What began as a local story about a New Jersey traffic jam has exploded into a national political scandal. Allegations had been swirling for months that, in a juvenile act of political retribution, Governor Chris Christie had intentionally created a traffic jam in the city of Fort Lee as payback against a mayor who didn’t support his reelection campaign. Christie denied it, there was a lot of smoke without fire, and the story didn’t gain much traction outside of liberal political blogs. But on Wednesday, emails surfaced showing that the order to logjam the city of Fort Lee came directly from Christie’s office.

“Time for some traffic problems in Fort Lee,” Christie’s deputy chief of staff giddily exclaimed in one email. “Samson is helping us to retaliate,” a Christie appointee explains in another.

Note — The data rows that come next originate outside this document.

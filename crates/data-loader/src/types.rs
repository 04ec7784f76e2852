//! Core domain types for the movie catalog.
//!
//! A catalog is an ordered list of items. An item's id is its row position,
//! which is also its row/column in the similarity matrix, so the order is
//! fixed once the catalog is loaded.

use crate::features::{build_features, split_genres};
use crate::title::{extract_year, normalize};
use serde::{Deserialize, Serialize};
use std::collections::BTreeSet;

// =============================================================================
// Type Aliases
// =============================================================================

/// Row position of an item in the catalog
pub type ItemId = usize;

// =============================================================================
// Catalog Item
// =============================================================================

/// A single movie in the catalog.
///
/// `title` is always in normalized display form and `features` is always
/// derived from `genres`; use [`CatalogItem::from_raw`] to keep it that way.
#[derive(Debug, Clone, PartialEq, Serialize, Deserialize)]
pub struct CatalogItem {
    pub id: ItemId,
    pub title: String,
    /// Year taken from the raw title before normalization, if it had one
    pub year: Option<u16>,
    pub genres: Vec<String>,
    /// Whitespace-separated tokens fed to the vectorizer
    pub features: String,
}

impl CatalogItem {
    /// Build an item from a raw title and a pipe-separated genre field
    pub fn from_raw(id: ItemId, raw_title: &str, genre_field: &str) -> Self {
        Self {
            id,
            title: normalize(raw_title),
            year: extract_year(raw_title),
            genres: split_genres(genre_field),
            features: build_features(genre_field),
        }
    }
}

// =============================================================================
// Catalog
// =============================================================================

/// The full, ordered movie catalog.
///
/// Loaded once at startup and shared read-only afterwards.
#[derive(Debug, Clone, Default)]
pub struct Catalog {
    pub(crate) items: Vec<CatalogItem>,
}

impl Catalog {
    /// Creates a new, empty Catalog
    pub fn new() -> Self {
        Self { items: Vec::new() }
    }

    /// Append an item built from raw fields, returning its id
    pub fn insert(&mut self, raw_title: &str, genre_field: &str) -> ItemId {
        let id = self.items.len();
        self.items.push(CatalogItem::from_raw(id, raw_title, genre_field));
        id
    }

    /// Get an item by id
    pub fn get(&self, id: ItemId) -> Option<&CatalogItem> {
        self.items.get(id)
    }

    /// All items in catalog order
    pub fn items(&self) -> &[CatalogItem] {
        &self.items
    }

    pub fn len(&self) -> usize {
        self.items.len()
    }

    pub fn is_empty(&self) -> bool {
        self.items.is_empty()
    }

    /// Items whose title contains `query`, case-insensitive, in catalog order.
    ///
    /// The query is trimmed first. An empty query matches everything.
    pub fn search<'a>(&'a self, query: &str) -> impl Iterator<Item = &'a CatalogItem> + use<'a> {
        let needle = query.trim().to_lowercase();
        self.items
            .iter()
            .filter(move |item| item.title.to_lowercase().contains(&needle))
    }

    /// Unique titles in sorted order, for a selection list
    pub fn titles_sorted(&self) -> Vec<&str> {
        self.items
            .iter()
            .map(|item| item.title.as_str())
            .collect::<BTreeSet<_>>()
            .into_iter()
            .collect()
    }
}

impl FromIterator<(String, String)> for Catalog {
    /// Build a catalog from `(raw_title, genre_field)` pairs
    fn from_iter<I: IntoIterator<Item = (String, String)>>(iter: I) -> Self {
        let mut catalog = Catalog::new();
        for (title, genres) in iter {
            catalog.insert(&title, &genres);
        }
        catalog
    }
}
//! Server crate for the ReelRecs recommendation engine.
//!
//! This crate wires the catalog, the similarity matrix, the poster resolver
//! and the activity logs together behind one orchestrator.

pub mod activity;
pub mod config;
pub mod orchestrator;

pub use activity::{ActivityError, ActivityLog, RecommendationRecord, UserActionRecord};
pub use config::Settings;
pub use orchestrator::{MovieRecommendation, RecommendationOrchestrator, RecommendationReport};
pub use pipeline::NOT_FOUND;
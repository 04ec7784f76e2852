//! # Data Loader Crate
//!
//! This crate loads a movie catalog and puts it into the shape the
//! similarity engine expects.
//!
//! ## Main Components
//!
//! - **types**: `CatalogItem` and the ordered `Catalog`
//! - **title**: title normalization ("Postman, The (1997)" -> "The Postman")
//! - **features**: genre tags -> bag-of-tokens feature string
//! - **parser**: CSV parsing
//! - **load**: `Catalog::load_from_file`
//! - **error**: Error types for data loading
//!
//! ## Example Usage
//!
//! ```ignore
//! use data_loader::Catalog;
//! use std::path::Path;
//!
//! let catalog = Catalog::load_from_file(Path::new("data/movies.csv"))?;
//!
//! for item in catalog.search("toy story") {
//!     println!("{} [{}]", item.title, item.genres.join(", "));
//! }
//! ```

// Public modules
pub mod error;
pub mod features;
pub mod load;
pub mod parser;
pub mod title;
pub mod types;

// Re-export commonly used types for convenience
pub use error::{DataLoadError, Result};
pub use features::build_features;
pub use title::{normalize, reorder_article};
pub use types::{Catalog, CatalogItem, ItemId};

#[cfg(test)]
mod tests {
    use super::*;

    fn create_test_catalog() -> Catalog {
        let mut catalog = Catalog::new();
        catalog.insert("Toy Story (1995)", "Animation|Comedy");
        catalog.insert("Toy Story 2 (1999)", "Animation|Comedy");
        catalog.insert("Postman, The (1997)", "Drama");
        catalog
    }

    #[test]
    fn test_catalog_creation() {
        let catalog = Catalog::new();
        assert_eq!(catalog.len(), 0);
        assert!(catalog.is_empty());
    }

    #[test]
    fn test_insert_item() {
        let mut catalog = Catalog::new();

        let id = catalog.insert("Toy Story (1995)", "Animation|Children|Comedy");

        let item = catalog.get(id).unwrap();
        assert_eq!(item.id, 0);
        assert_eq!(item.title, "Toy Story");
        assert_eq!(item.year, Some(1995));
        assert_eq!(item.genres.len(), 3);
        assert_eq!(item.features, "Animation Children Comedy");
    }

    #[test]
    fn test_search_is_case_insensitive_and_ordered() {
        let catalog = create_test_catalog();

        let ids: Vec<ItemId> = catalog.search("  TOY story ").map(|item| item.id).collect();
        assert_eq!(ids, vec![0, 1]);

        assert_eq!(catalog.search("the postman").count(), 1);
        assert_eq!(catalog.search("zzzznotamovie").count(), 0);
    }

    #[test]
    fn test_titles_sorted() {
        let mut catalog = create_test_catalog();
        catalog.insert("Toy Story (1995)", "Animation");

        assert_eq!(
            catalog.titles_sorted(),
            vec!["The Postman", "Toy Story", "Toy Story 2"]
        );
    }

    #[test]
    fn test_empty_queries() {
        let catalog = Catalog::new();

        assert!(catalog.get(999).is_none());
        assert_eq!(catalog.search("anything").count(), 0);
        assert!(catalog.titles_sorted().is_empty());
    }

    #[test]
    fn test_collect_from_pairs() {
        let catalog: Catalog = vec![
            ("Heat (1995)".to_string(), "Action|Crime|Thriller".to_string()),
            ("Sabrina (1995)".to_string(), "Comedy|Romance".to_string()),
        ]
        .into_iter()
        .collect();

        assert_eq!(catalog.len(), 2);
        assert_eq!(catalog.get(1).unwrap().title, "Sabrina");
    }
}
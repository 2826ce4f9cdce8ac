use super::LicenseDeclaration;
use serde::{Deserialize, Deserializer};
use std::path::PathBuf;

/// Manual correction for one package identity
///
/// Every field is optional; a present field replaces the corresponding
/// field of the inventory record, an absent one leaves it alone. The
/// optional record fields distinguish an explicit `null`, which clears the
/// field (`Some(None)`), from an absent key (`None`).
#[derive(Debug, Clone, Default, PartialEq, Deserialize)]
#[serde(rename_all = "camelCase")]
pub struct PackageOverride {
    pub licenses: Option<LicenseDeclaration>,
    #[serde(default, deserialize_with = "nullable")]
    pub repository: Option<Option<String>>,
    #[serde(default, deserialize_with = "nullable")]
    pub publisher: Option<Option<String>>,
    #[serde(default, deserialize_with = "nullable")]
    pub license_file: Option<Option<PathBuf>>,
    #[serde(default, deserialize_with = "nullable")]
    pub license_text: Option<Option<String>>,
    pub force_accept: Option<bool>,
    #[serde(default, deserialize_with = "nullable")]
    pub agreed_license: Option<Option<String>>,
}

/// Maps a present key to `Some`, keeping `null` as `Some(None)`
fn nullable<'de, D, T>(deserializer: D) -> Result<Option<Option<T>>, D::Error>
where
    D: Deserializer<'de>,
    T: Deserialize<'de>,
{
    Option::<T>::deserialize(deserializer).map(Some)
}
use license_fulfill::prelude::*;

/// Mock InventoryProvider returning a fixed package list
pub struct MockInventoryProvider {
    packages: Vec<PackageRecord>,
    error: Option<String>,
}

impl MockInventoryProvider {
    pub fn new() -> Self {
        Self {
            packages: Vec::new(),
            error: None,
        }
    }

    /// Adds a package with a plain license expression
    pub fn with_package(mut self, identity: &str, licenses: &str) -> Self {
        self.packages.push(PackageRecord::new(
            PackageIdentity::parse(identity).unwrap(),
            LicenseDeclaration::expression(licenses),
        ));
        self
    }

    pub fn with_record(mut self, record: PackageRecord) -> Self {
        self.packages.push(record);
        self
    }

    /// Makes every scan fail with the given message
    pub fn with_error(mut self, message: &str) -> Self {
        self.error = Some(message.to_string());
        self
    }
}

#[async_trait::async_trait]
impl InventoryProvider for MockInventoryProvider {
    async fn scan(&self, _query: &InventoryQuery) -> Result<Inventory> {
        if let Some(ref message) = self.error {
            anyhow::bail!("{}", message);
        }
        Ok(self.packages.clone())
    }
}
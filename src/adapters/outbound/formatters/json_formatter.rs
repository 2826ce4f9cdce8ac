use crate::application::dto::FulfillResponse;
use crate::ports::outbound::FulfillmentFormatter;
use crate::shared::Result;

/// JsonFormatter adapter rendering the report as pretty-printed JSON
///
/// Shape: `{ "metadata": {...}, "summary": {...}, "fulfillments": [...] }`,
/// with camelCase keys. Rejected fulfillments carry `"agreedLicense": null`.
pub struct JsonFormatter;

impl JsonFormatter {
    pub fn new() -> Self {
        Self
    }
}

impl Default for JsonFormatter {
    fn default() -> Self {
        Self::new()
    }
}

impl FulfillmentFormatter for JsonFormatter {
    fn format(&self, response: &FulfillResponse) -> Result<String> {
        let mut output = serde_json::to_string_pretty(response)?;
        output.push('\n');
        Ok(output)
    }
}
/// Ports module defining interfaces for hexagonal architecture
///
/// Outbound (driven) ports are the interfaces the fulfillment core uses to
/// reach its collaborators: the package inventory, the SPDX evaluator, the
/// license-text table, and the console/output surfaces.
pub mod outbound;
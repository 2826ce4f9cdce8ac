use crate::application::dto::FulfillResponse;
use crate::shared::Result;

/// FulfillmentFormatter port for rendering a fulfillment report
///
/// This port abstracts the formatting logic for different report formats
/// (JSON, Markdown, etc.).
pub trait FulfillmentFormatter {
    /// Formats the report
    ///
    /// # Errors
    /// Returns an error if formatting or serialization fails
    fn format(&self, response: &FulfillResponse) -> Result<String>;
}
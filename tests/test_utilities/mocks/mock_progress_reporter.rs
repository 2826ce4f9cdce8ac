use license_fulfill::prelude::*;

/// Mock ProgressReporter for testing that captures messages
#[derive(Default, Clone)]
pub struct MockProgressReporter {
    pub messages: std::sync::Arc<std::sync::Mutex<Vec<String>>>,
}

impl MockProgressReporter {
    pub fn new() -> Self {
        Self::default()
    }

    pub fn get_messages(&self) -> Vec<String> {
        self.messages.lock().unwrap().clone()
    }

    pub fn warnings(&self) -> Vec<String> {
        self.get_messages()
            .into_iter()
            .filter(|message| message.starts_with("Error: "))
            .collect()
    }
}

impl ProgressReporter for MockProgressReporter {
    fn report(&self, message: &str) {
        self.messages.lock().unwrap().push(message.to_string());
    }

    fn report_progress(&self, current: usize, total: usize, message: Option<&str>) {
        let msg = if let Some(m) = message {
            format!("Progress: {}/{} - {}", current, total, m)
        } else {
            format!("Progress: {}/{}", current, total)
        };
        self.messages.lock().unwrap().push(msg);
    }

    fn report_error(&self, message: &str) {
        self.messages
            .lock()
            .unwrap()
            .push(format!("Error: {}", message));
    }

    fn report_completion(&self, message: &str) {
        self.messages
            .lock()
            .unwrap()
            .push(format!("Completed: {}", message));
    }
}
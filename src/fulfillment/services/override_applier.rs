use crate::fulfillment::domain::{PackageOverride, PackageRecord};
use indexmap::IndexMap;

/// OverrideApplier service for manual package corrections
///
/// Overrides are keyed by the full `"<name>@<version>"` identity. Each
/// present override field replaces the record's field, an explicit null
/// clears it; packages without an override entry pass through unchanged.
pub struct OverrideApplier;

impl OverrideApplier {
    /// Applies the override configured for `record`'s identity, if any
    pub fn apply(
        record: PackageRecord,
        overrides: &IndexMap<String, PackageOverride>,
    ) -> PackageRecord {
        match overrides.get(&record.identity().to_string()) {
            Some(entry) => Self::merge(record, entry),
            None => record,
        }
    }

    fn merge(mut record: PackageRecord, entry: &PackageOverride) -> PackageRecord {
        if let Some(licenses) = &entry.licenses {
            record = record.with_licenses(licenses.clone());
        }
        if let Some(repository) = &entry.repository {
            record = record.with_repository(repository.clone());
        }
        if let Some(publisher) = &entry.publisher {
            record = record.with_publisher(publisher.clone());
        }
        if let Some(license_file) = &entry.license_file {
            record = record.with_license_file(license_file.clone());
        }
        if let Some(license_text) = &entry.license_text {
            record = record.with_license_text(license_text.clone());
        }
        if let Some(force_accept) = entry.force_accept {
            record = record.with_force_accept(force_accept);
        }
        if let Some(agreed_license) = &entry.agreed_license {
            record = record.with_agreed_license(agreed_license.clone());
        }
        record
    }
}
/// Application layer - Use cases and DTOs
///
/// This layer contains the application logic that orchestrates
/// domain services and coordinates with infrastructure through ports.
pub mod dto;
pub mod factories;
pub mod use_cases;
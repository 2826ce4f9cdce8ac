//! Configuration file support for license-fulfill.
//!
//! Provides YAML-based configuration through `license-fulfill.config.yml`
//! files, including data structures, file loading, and validation.

use anyhow::{bail, Context};
use indexmap::IndexMap;
use serde::Deserialize;
use std::collections::HashMap;
use std::path::{Path, PathBuf};
use std::str::FromStr;

use crate::application::dto::OutputFormat;
use crate::fulfillment::domain::{PackageIdentity, PackageOverride};
use crate::shared::Result;

pub const CONFIG_FILENAME: &str = "license-fulfill.config.yml";

/// Top-level configuration file schema.
#[derive(Debug, Deserialize, Default)]
pub struct ConfigFile {
    pub start_path: Option<StartPaths>,
    pub production: Option<bool>,
    pub unknown: Option<String>,
    pub custom_format: Option<IndexMap<String, serde_json::Value>>,
    /// Keyed by `"<name>@<version>"`; entry fields use camelCase.
    pub overrides: Option<IndexMap<String, PackageOverride>>,
    pub agreed_licenses: Option<Vec<String>>,
    pub acceptable_license_files: Option<Vec<String>>,
    pub ignore_packages: Option<Vec<String>>,
    /// License texts that replace or extend the bundled SPDX texts.
    pub license_texts: Option<IndexMap<String, String>>,
    pub format: Option<String>,
    /// Captures unknown fields for warnings.
    #[serde(flatten)]
    pub unknown_fields: HashMap<String, serde_yaml_ng::Value>,
}

/// `start_path` accepts a single path or a list.
#[derive(Debug, Clone, PartialEq, Deserialize)]
#[serde(untagged)]
pub enum StartPaths {
    One(PathBuf),
    Many(Vec<PathBuf>),
}

impl StartPaths {
    pub fn into_vec(self) -> Vec<PathBuf> {
        match self {
            StartPaths::One(path) => vec![path],
            StartPaths::Many(paths) => paths,
        }
    }
}

impl ConfigFile {
    /// The configured output format, if any.
    pub fn output_format(&self) -> Result<Option<OutputFormat>> {
        self.format
            .as_deref()
            .map(|format| OutputFormat::from_str(format).map_err(anyhow::Error::msg))
            .transpose()
    }
}

/// Load config from an explicit path. Returns an error if the file is not found.
pub fn load_config_from_path(path: &Path) -> Result<ConfigFile> {
    let content = std::fs::read_to_string(path).with_context(|| {
        format!(
            "Failed to read config file: {}\n\n💡 Hint: Check that the file exists and is readable.",
            path.display()
        )
    })?;

    let config: ConfigFile = serde_yaml_ng::from_str(&content).with_context(|| {
        format!(
            "Failed to parse config file: {}\n\n💡 Hint: Ensure the file contains valid YAML syntax.",
            path.display()
        )
    })?;

    validate_config(&config)?;
    warn_unknown_fields(&config);

    Ok(config)
}

/// Auto-discover config in a directory. Returns `None` silently if not found.
pub fn discover_config(dir: &Path) -> Result<Option<ConfigFile>> {
    let config_path = dir.join(CONFIG_FILENAME);

    if !config_path.exists() {
        return Ok(None);
    }

    let config = load_config_from_path(&config_path)?;
    Ok(Some(config))
}

/// Validate the loaded configuration.
fn validate_config(config: &ConfigFile) -> Result<()> {
    if let Some(ref format) = config.format {
        if OutputFormat::from_str(format).is_err() {
            bail!(
                "Invalid config: format '{}' is not supported.\n\n\
                 💡 Hint: Use \"json\" or \"markdown\".",
                format
            );
        }
    }

    if let Some(ref agreed_licenses) = config.agreed_licenses {
        for (i, license) in agreed_licenses.iter().enumerate() {
            if license.trim().is_empty() {
                bail!(
                    "Invalid config: agreed_licenses[{}] must not be empty.\n\n\
                     💡 Hint: Each entry must be an SPDX expression (e.g., \"MIT\" or \"Apache-2.0\").",
                    i
                );
            }
        }
    }

    if let Some(ref overrides) = config.overrides {
        for identity in overrides.keys() {
            PackageIdentity::parse(identity)
                .with_context(|| format!("Invalid config: overrides key '{}'", identity))?;
        }
    }

    if let Some(ref license_texts) = config.license_texts {
        if license_texts.keys().any(|id| id.trim().is_empty()) {
            bail!(
                "Invalid config: license_texts keys must not be empty.\n\n\
                 💡 Hint: Key each text by its SPDX identifier (e.g., \"MIT\")."
            );
        }
    }

    Ok(())
}

/// Warn about unknown fields in the config file.
fn warn_unknown_fields(config: &ConfigFile) {
    for key in config.unknown_fields.keys() {
        eprintln!(
            "⚠️  Warning: Unknown config field '{}' will be ignored.",
            key
        );
    }
}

It’s pretty damning stuff. The governor claims his staff acted without his knowledge, which isn’t much of a defense, as it is an admission that he can’t control the people working under him. But Christie has already made two claims about the traffic jam that later turned out to be bogus: that the lane closure was the result of a “traffic study” (it wasn’t), and that his staff had nothing to do with it (they did). Two officials have already resigned over this — and that was before the emails leaked — so this probably isn’t going away any time soon.

Because this scandal has the capacity to single-handedly obliterate Christie’s presidential ambitions, we decided to take a look back on other smoking gun documents that derailed political careers.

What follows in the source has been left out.